A local partner would filter results, and Google would store user data on servers outside the country. On the bottom of each page of censored results, coders added a disclosure in small type that informed web surfers that certain sites had been withheld, which was seen as a sort of middle finger to the People’s Republic.
“Let me tell you,” says Downey, who contributed code to the effort, “the Chinese government was not happy about that disclaimer.”
Employees nicknamed the service Dragon Index.
When Brin went to Xiao with the plans in 2006, the activist gave his blessing.
“It’s better than not being there,” he said at the time.
Brin and many Google employees agreed.
At the time, the web looked like a democratizing force.
Many assumed that Google, even if handicapped, could open the floodgates.
“People really believed that providing some information was better than none,” Downey recalls.
During a debate on an internal mailing list, an employee argued that Dragon Index was “not only not evil, but one of the most good things we’ve done.”
The message was published last month on Twitter by Vijay Boyapati, a former Google engineer.
One of the things he found most “disturbing” in retrospect, he wrote, was “the willingness of my former colleagues to not only comply with the censorship, but with their enthusiasm in rationalizing it.”
Almost as soon as Google started the service, demands from Beijing’s censors escalated.
In 2006 the search engine had to filter out just a few hundred terms, Downey says; by the Beijing Olympics, two years later, the number had climbed to 10,000.
In addition to its web search engine in China, Google also created a search service for news articles, which was subject to even more stringent rules.
Chinese officials required the company to restrict Google News results to Chinese websites only and to suppress several large sections—World, Nation, and Business, according to Boyapati.
The government asked Google to commit to pull any article that offended the censors within 15 minutes.
Unlike search pages, blacklisted News results didn’t include a disclaimer.
“No one in the company knew this,” Boyapati says.
“It just sort of came down from management.”
Then in December 2009, Google’s security team discovered something far more troubling.
Hackers had somehow tapped the system the company used to store people’s passwords.
The hackers also injected malicious code onto staffers’ computers in Beijing.
According to company sources and an account in Steven Levy’s book In the Plex, Google traced the attackers to China and quickly discovered their aim: to spy on email accounts maintained by dissidents.
Marty Lev, Google’s security chief at the time, was forced to drive to Stanford University to rescue the laptop of one victim, a student who led pro-Tibet protests.
Soon after, Google learned that the hackers had somehow also stumbled onto the source code for google.com, the company’s version of Coca-Cola’s secret formula.

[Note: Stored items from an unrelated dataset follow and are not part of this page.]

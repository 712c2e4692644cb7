//! # Ordered collections backed by a plain binary search tree
//!
//! `bst-collections` provides [`BstMap`] and [`BstSet`], ordered containers
//! built on an unbalanced binary search tree.  There is no rebalancing: the
//! tree's shape is whatever the insertion order produces, so operations are
//! O(height), which is O(n) in the worst case.  In exchange, the containers
//! support a pluggable comparator (any [`compare::Compare`] instance, with
//! natural ordering as the default), a full predecessor/successor query
//! family, and double-ended iteration over the whole container or over an
//! arbitrary key range.  If you need guaranteed logarithmic operations, use
//! `std::collections::BTreeMap` instead.

#![warn(missing_docs)]

mod iter;
mod node;

pub mod map;
pub mod set;

pub use map::BstMap;
pub use set::BstSet;

#[cfg(feature = "quickcheck")]
mod arbitrary;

Immediately, Google sequestered a team in a top-secret “war building,” a participant recalls.
This person says the team was warned that their work could be controversial and would probably mean China would never grant them a visa again.
Like everything at Google, the building had a code name: Helm’s Deep, after the fortress in J.R.R. Tolkien’s books in which humankind, pursued by Sauron’s all-seeing eye, hides from the forces of evil.

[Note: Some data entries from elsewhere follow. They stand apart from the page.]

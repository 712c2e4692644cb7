//! The tree core shared by `BstMap` and `BstSet`.
//!
//! Everything here operates on a `Link`, an optional owned subtree.  The
//! functions are free-standing so the map can borrow its comparator and its
//! root independently.  Traversals are iterative; an unbalanced tree can be
//! as deep as it has nodes, and we must not blow the stack on adversarial
//! insertion orders.

use compare::Compare;
use std::cmp::Ordering::*;
use std::mem;
use std::ptr::NonNull;

pub(crate) type Link<K, V> = Option<Box<Node<K, V>>>;

#[derive(Clone)]
pub(crate) struct Node<K, V> {
    pub key: K,
    pub val: V,
    pub left: Link<K, V>,
    pub right: Link<K, V>,
}

impl<K, V> Node<K, V> {
    pub fn new(key: K, val: V) -> Self {
        Node {
            key,
            val,
            left: None,
            right: None,
        }
    }

    pub fn entry(&self) -> (&K, &V) {
        (&self.key, &self.val)
    }
}

/// Inserts `(key, val)` into the tree at `link`.  An equal key has its key
/// and value replaced; the old value is returned.
pub(crate) fn insert<K, V, C>(
    link: &mut Link<K, V>,
    cmp: &C,
    key: K,
    val: V,
) -> Option<V>
where
    C: Compare<K>,
{
    let mut cur = link;
    while let Some(node) = cur {
        match cmp.compare(&key, &node.key) {
            Less => cur = &mut node.left,
            Greater => cur = &mut node.right,
            Equal => {
                node.key = key;
                return Some(mem::replace(&mut node.val, val));
            }
        }
    }

    *cur = Some(Box::new(Node::new(key, val)));
    None
}

pub(crate) fn get<'a, K, V, C, Q>(
    link: &'a Link<K, V>,
    cmp: &C,
    key: &Q,
) -> Option<&'a Node<K, V>>
where
    C: Compare<Q, K>,
    Q: ?Sized,
{
    let mut cur = link;
    while let Some(node) = cur {
        match cmp.compare(key, &node.key) {
            Less => cur = &node.left,
            Greater => cur = &node.right,
            Equal => return Some(node),
        }
    }

    None
}

pub(crate) fn get_mut<'a, K, V, C, Q>(
    link: &'a mut Link<K, V>,
    cmp: &C,
    key: &Q,
) -> Option<&'a mut V>
where
    C: Compare<Q, K>,
    Q: ?Sized,
{
    let mut cur = link;
    while let Some(node) = cur {
        match cmp.compare(key, &node.key) {
            Less => cur = &mut node.left,
            Greater => cur = &mut node.right,
            Equal => return Some(&mut node.val),
        }
    }

    None
}

/// Removes the entry for `key`, if present.
///
/// The two-child case splices the in-order successor node (the minimum of
/// the right subtree) into the removed node's place, reusing its allocation.
pub(crate) fn remove<K, V, C, Q>(
    link: &mut Link<K, V>,
    cmp: &C,
    key: &Q,
) -> Option<(K, V)>
where
    C: Compare<Q, K>,
    Q: ?Sized,
{
    // The cursor tracks the link that owns the current node.  Raw pointers
    // because the final unlink mutates a link while the loop still formally
    // holds a borrow derived from it.
    let mut cur: *mut Link<K, V> = link;
    unsafe {
        loop {
            match &mut *cur {
                None => return None,
                Some(node) => match cmp.compare(key, &node.key) {
                    Less => cur = &mut node.left,
                    Greater => cur = &mut node.right,
                    Equal => break,
                },
            }
        }

        Some(detach(&mut *cur))
    }
}

// Unlinks the node at `link`, which must be occupied, and returns its entry.
fn detach<K, V>(link: &mut Link<K, V>) -> (K, V) {
    let mut node = link.take().expect("detach requires an occupied link");

    match (node.left.take(), node.right.take()) {
        (None, None) => {}
        (Some(child), None) | (None, Some(child)) => *link = Some(child),
        (Some(left), Some(right)) => {
            let mut rest = Some(right);
            let mut succ =
                detach_min(&mut rest).expect("right subtree is nonempty");
            succ.left = Some(left);
            succ.right = rest;
            *link = Some(succ);
        }
    }

    (node.key, node.val)
}

/// Unlinks the minimum node of the tree at `link` and returns it with both
/// children detached.
pub(crate) fn detach_min<K, V>(link: &mut Link<K, V>) -> Option<Box<Node<K, V>>> {
    let mut cur: *mut Link<K, V> = link;
    unsafe {
        while let Some(node) = &mut *cur {
            if node.left.is_none() {
                break;
            }
            cur = &mut node.left;
        }

        let mut node = (*cur).take()?;
        *cur = node.right.take();
        Some(node)
    }
}

/// Mirror of [`detach_min`].
pub(crate) fn detach_max<K, V>(link: &mut Link<K, V>) -> Option<Box<Node<K, V>>> {
    let mut cur: *mut Link<K, V> = link;
    unsafe {
        while let Some(node) = &mut *cur {
            if node.right.is_none() {
                break;
            }
            cur = &mut node.right;
        }

        let mut node = (*cur).take()?;
        *cur = node.left.take();
        Some(node)
    }
}

pub(crate) fn min<K, V>(link: &Link<K, V>) -> Option<&Node<K, V>> {
    let mut cur = link.as_deref()?;
    while let Some(left) = cur.left.as_deref() {
        cur = left;
    }
    Some(cur)
}

pub(crate) fn max<K, V>(link: &Link<K, V>) -> Option<&Node<K, V>> {
    let mut cur = link.as_deref()?;
    while let Some(right) = cur.right.as_deref() {
        cur = right;
    }
    Some(cur)
}

pub(crate) fn min_mut<K, V>(link: &mut Link<K, V>) -> Option<(&K, &mut V)> {
    let mut cur: *mut Link<K, V> = link;
    unsafe {
        while let Some(node) = &mut *cur {
            if node.left.is_none() {
                return Some((&node.key, &mut node.val));
            }
            cur = &mut node.left;
        }
        None
    }
}

pub(crate) fn max_mut<K, V>(link: &mut Link<K, V>) -> Option<(&K, &mut V)> {
    let mut cur: *mut Link<K, V> = link;
    unsafe {
        while let Some(node) = &mut *cur {
            if node.right.is_none() {
                return Some((&node.key, &mut node.val));
            }
            cur = &mut node.right;
        }
        None
    }
}

/// Finds the entry with the greatest key below `key`.  `inclusive` accepts
/// an exact match as the answer.
pub(crate) fn pred<'a, K, V, C, Q>(
    link: &'a Link<K, V>,
    cmp: &C,
    key: &Q,
    inclusive: bool,
) -> Option<&'a Node<K, V>>
where
    C: Compare<Q, K>,
    Q: ?Sized,
{
    let mut best = None;
    let mut cur = link;
    while let Some(node) = cur {
        match cmp.compare(key, &node.key) {
            Greater => {
                best = Some(&**node);
                cur = &node.right;
            }
            Equal if inclusive => return Some(node),
            _ => cur = &node.left,
        }
    }

    best
}

/// Mirror of [`pred`]: the least key above `key`.
pub(crate) fn succ<'a, K, V, C, Q>(
    link: &'a Link<K, V>,
    cmp: &C,
    key: &Q,
    inclusive: bool,
) -> Option<&'a Node<K, V>>
where
    C: Compare<Q, K>,
    Q: ?Sized,
{
    let mut best = None;
    let mut cur = link;
    while let Some(node) = cur {
        match cmp.compare(key, &node.key) {
            Less => {
                best = Some(&**node);
                cur = &node.left;
            }
            Equal if inclusive => return Some(node),
            _ => cur = &node.right,
        }
    }

    best
}

pub(crate) fn pred_mut<'a, K, V, C, Q>(
    link: &'a mut Link<K, V>,
    cmp: &C,
    key: &Q,
    inclusive: bool,
) -> Option<(&'a K, &'a mut V)>
where
    C: Compare<Q, K>,
    Q: ?Sized,
{
    let mut best: Option<NonNull<Node<K, V>>> = None;
    let mut cur: *mut Link<K, V> = link;
    unsafe {
        while let Some(node) = &mut *cur {
            match cmp.compare(key, &node.key) {
                Greater => {
                    best = Some(NonNull::from(&mut **node));
                    cur = &mut node.right;
                }
                Equal if inclusive => {
                    best = Some(NonNull::from(&mut **node));
                    break;
                }
                _ => cur = &mut node.left,
            }
        }

        match best {
            Some(ptr) => {
                let node = &mut *ptr.as_ptr();
                Some((&node.key, &mut node.val))
            }
            None => None,
        }
    }
}

pub(crate) fn succ_mut<'a, K, V, C, Q>(
    link: &'a mut Link<K, V>,
    cmp: &C,
    key: &Q,
    inclusive: bool,
) -> Option<(&'a K, &'a mut V)>
where
    C: Compare<Q, K>,
    Q: ?Sized,
{
    let mut best: Option<NonNull<Node<K, V>>> = None;
    let mut cur: *mut Link<K, V> = link;
    unsafe {
        while let Some(node) = &mut *cur {
            match cmp.compare(key, &node.key) {
                Less => {
                    best = Some(NonNull::from(&mut **node));
                    cur = &mut node.left;
                }
                Equal if inclusive => {
                    best = Some(NonNull::from(&mut **node));
                    break;
                }
                _ => cur = &mut node.right,
            }
        }

        match best {
            Some(ptr) => {
                let node = &mut *ptr.as_ptr();
                Some((&node.key, &mut node.val))
            }
            None => None,
        }
    }
}

/// Removes the entry with the greatest key below `key`.  `inclusive`
/// accepts an exact match as the victim.
pub(crate) fn remove_pred<K, V, C, Q>(
    link: &mut Link<K, V>,
    cmp: &C,
    key: &Q,
    inclusive: bool,
) -> Option<(K, V)>
where
    C: Compare<Q, K>,
    Q: ?Sized,
{
    // Tracks the link holding the best candidate, not the node: the final
    // unlink happens through it.  Boxed nodes never move, so the pointer
    // stays valid across the rest of the descent.
    let mut best: Option<*mut Link<K, V>> = None;
    let mut cur: *mut Link<K, V> = link;
    unsafe {
        while let Some(node) = &mut *cur {
            match cmp.compare(key, &node.key) {
                Greater => {
                    best = Some(cur);
                    cur = &mut node.right;
                }
                Equal if inclusive => {
                    best = Some(cur);
                    break;
                }
                _ => cur = &mut node.left,
            }
        }

        best.map(|link| detach(&mut *link))
    }
}

/// Mirror of [`remove_pred`]: removes the entry with the least key above
/// `key`.
pub(crate) fn remove_succ<K, V, C, Q>(
    link: &mut Link<K, V>,
    cmp: &C,
    key: &Q,
    inclusive: bool,
) -> Option<(K, V)>
where
    C: Compare<Q, K>,
    Q: ?Sized,
{
    let mut best: Option<*mut Link<K, V>> = None;
    let mut cur: *mut Link<K, V> = link;
    unsafe {
        while let Some(node) = &mut *cur {
            match cmp.compare(key, &node.key) {
                Less => {
                    best = Some(cur);
                    cur = &mut node.left;
                }
                Equal if inclusive => {
                    best = Some(cur);
                    break;
                }
                _ => cur = &mut node.right,
            }
        }

        best.map(|link| detach(&mut *link))
    }
}

/// Tears down a tree without recursing.  `Box<Node>`'s implicit drop walks
/// the children recursively, which overflows the stack on long chains.
pub(crate) fn drop_tree<K, V>(root: Link<K, V>) {
    let mut stack: Vec<Box<Node<K, V>>> = Vec::new();
    stack.extend(root);
    while let Some(mut node) = stack.pop() {
        stack.extend(node.left.take());
        stack.extend(node.right.take());
    }
}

Inside Helm’s Deep, the conversation turned to how to respond to China’s aggression.
Eric Schmidt, then CEO, argued that Google could wield more influence by staying in China.
Brin led the other flank, according to five people involved in the discussions.
Those people recall Brin as the most animated, raging less about the source code theft than about a state coming after Google users.
“Sergey was pissed off,” a former executive says.
Brin won out.
On Jan. 12, Google announced it was ending search in China.
“Our objection is to those forces of totalitarianism,” Brin told the New York Times.
In Beijing people laid flowers at Google’s campus in a mix of grief and mockery over its departure. Reports surfaced that police had banned the practice, and the phrase “illegal flower throwing” quickly became a subversive joke on the Chinese web.
Downey and some co-workers made T-shirts bearing the phrase, another middle finger to the Politburo.
Outside Google’s China headquarters in Beijing on Jan. 13, 2010, shortly after the company announced it was pulling out of China.
Despite this experience, Google never really gave up on China.
The company tried many times, often fruitlessly, to tiptoe back.
A former Asia staffer says there was a running joke that the company was always one quarter away from some launch in China.
Among the key players was Pichai, who spent years running Android, Google’s free mobile operating system, before being elevated to CEO in 2015.
Around 2013, according to a former product manager, Pichai stopped a presentation, insisting that the Android numbers were incorrect because, as was customary at the time, they didn’t include usage of Android in China.
“It’s the biggest country in the world,” Pichai said, according to the ex-employee. “It doesn’t make sense not to think about it.”
During Pichai’s tenure, Google tried to bring its Android app store to China, just as Apple offers one to serve iPhone owners there.
Managers, including Pichai, felt the app store could be a side door into the country—hence the effort’s internal name, Sidewinder—according to two people who worked on it.
Beijing never rejected the proposal outright, but it never greenlighted it, either, these people say.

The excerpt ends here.